*Exercise details:* Only the lines from the one containing "define_id!(SubscriptionId, uuid);" through the one containing "define_id!(ComponentId);" should be printed, exactly as they appear below, with both ends included.
*** Data in this exercise ***
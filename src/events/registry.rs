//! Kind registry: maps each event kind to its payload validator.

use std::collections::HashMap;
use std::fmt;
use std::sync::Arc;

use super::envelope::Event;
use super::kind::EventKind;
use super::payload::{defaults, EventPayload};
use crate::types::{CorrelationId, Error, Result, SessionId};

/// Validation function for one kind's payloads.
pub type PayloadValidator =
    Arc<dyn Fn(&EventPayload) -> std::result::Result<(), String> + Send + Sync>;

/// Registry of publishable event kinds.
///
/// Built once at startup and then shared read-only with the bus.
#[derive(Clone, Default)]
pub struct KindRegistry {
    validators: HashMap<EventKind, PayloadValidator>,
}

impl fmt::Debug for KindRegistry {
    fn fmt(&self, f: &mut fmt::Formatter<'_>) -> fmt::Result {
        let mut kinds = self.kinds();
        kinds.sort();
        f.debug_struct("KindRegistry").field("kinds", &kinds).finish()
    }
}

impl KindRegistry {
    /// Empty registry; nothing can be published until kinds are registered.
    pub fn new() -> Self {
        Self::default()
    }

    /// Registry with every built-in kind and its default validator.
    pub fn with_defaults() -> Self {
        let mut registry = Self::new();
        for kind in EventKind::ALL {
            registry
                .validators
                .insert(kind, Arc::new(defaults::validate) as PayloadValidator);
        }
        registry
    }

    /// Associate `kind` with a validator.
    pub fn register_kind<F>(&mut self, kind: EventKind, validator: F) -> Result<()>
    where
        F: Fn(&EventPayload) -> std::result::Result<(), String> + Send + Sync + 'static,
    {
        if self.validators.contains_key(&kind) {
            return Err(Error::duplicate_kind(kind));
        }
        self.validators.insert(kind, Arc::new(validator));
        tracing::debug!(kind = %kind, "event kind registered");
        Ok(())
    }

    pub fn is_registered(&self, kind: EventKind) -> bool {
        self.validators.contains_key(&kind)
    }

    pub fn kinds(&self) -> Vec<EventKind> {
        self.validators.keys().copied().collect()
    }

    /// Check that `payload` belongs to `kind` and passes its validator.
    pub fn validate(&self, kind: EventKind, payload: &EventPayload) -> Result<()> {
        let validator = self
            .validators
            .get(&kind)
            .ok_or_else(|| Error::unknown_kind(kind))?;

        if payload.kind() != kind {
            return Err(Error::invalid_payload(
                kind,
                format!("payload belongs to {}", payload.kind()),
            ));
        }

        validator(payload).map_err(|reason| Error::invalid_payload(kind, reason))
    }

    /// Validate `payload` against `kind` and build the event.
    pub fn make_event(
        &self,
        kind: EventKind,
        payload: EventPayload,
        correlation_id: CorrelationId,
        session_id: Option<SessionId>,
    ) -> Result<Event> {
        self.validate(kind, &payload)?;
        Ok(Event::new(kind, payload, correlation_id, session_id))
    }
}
***
*** Data in this exercise ***
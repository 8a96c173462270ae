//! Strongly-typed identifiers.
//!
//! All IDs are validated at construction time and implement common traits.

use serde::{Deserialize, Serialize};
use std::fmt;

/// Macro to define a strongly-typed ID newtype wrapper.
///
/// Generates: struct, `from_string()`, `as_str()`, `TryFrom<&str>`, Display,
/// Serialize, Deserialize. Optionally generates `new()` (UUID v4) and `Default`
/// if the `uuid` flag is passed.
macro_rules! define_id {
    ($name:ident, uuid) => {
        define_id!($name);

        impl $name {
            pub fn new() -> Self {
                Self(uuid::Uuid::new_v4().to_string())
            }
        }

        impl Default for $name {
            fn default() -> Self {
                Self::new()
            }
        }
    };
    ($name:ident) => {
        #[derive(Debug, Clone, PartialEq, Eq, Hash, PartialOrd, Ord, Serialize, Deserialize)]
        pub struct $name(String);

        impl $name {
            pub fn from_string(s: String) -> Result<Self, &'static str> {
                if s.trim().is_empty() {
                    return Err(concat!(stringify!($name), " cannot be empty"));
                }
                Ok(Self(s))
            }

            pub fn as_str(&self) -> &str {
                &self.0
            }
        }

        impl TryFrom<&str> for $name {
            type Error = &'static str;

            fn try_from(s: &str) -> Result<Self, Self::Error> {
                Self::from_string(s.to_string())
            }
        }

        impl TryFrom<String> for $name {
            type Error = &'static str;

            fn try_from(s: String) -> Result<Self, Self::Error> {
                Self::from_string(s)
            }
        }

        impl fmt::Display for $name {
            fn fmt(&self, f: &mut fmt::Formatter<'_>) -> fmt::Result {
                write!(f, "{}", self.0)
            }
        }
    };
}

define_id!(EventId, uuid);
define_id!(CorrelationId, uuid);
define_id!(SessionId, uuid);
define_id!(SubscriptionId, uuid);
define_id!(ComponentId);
***
*Exercise response:*
define_id!(SubscriptionId, uuid);
define_id!(ComponentId);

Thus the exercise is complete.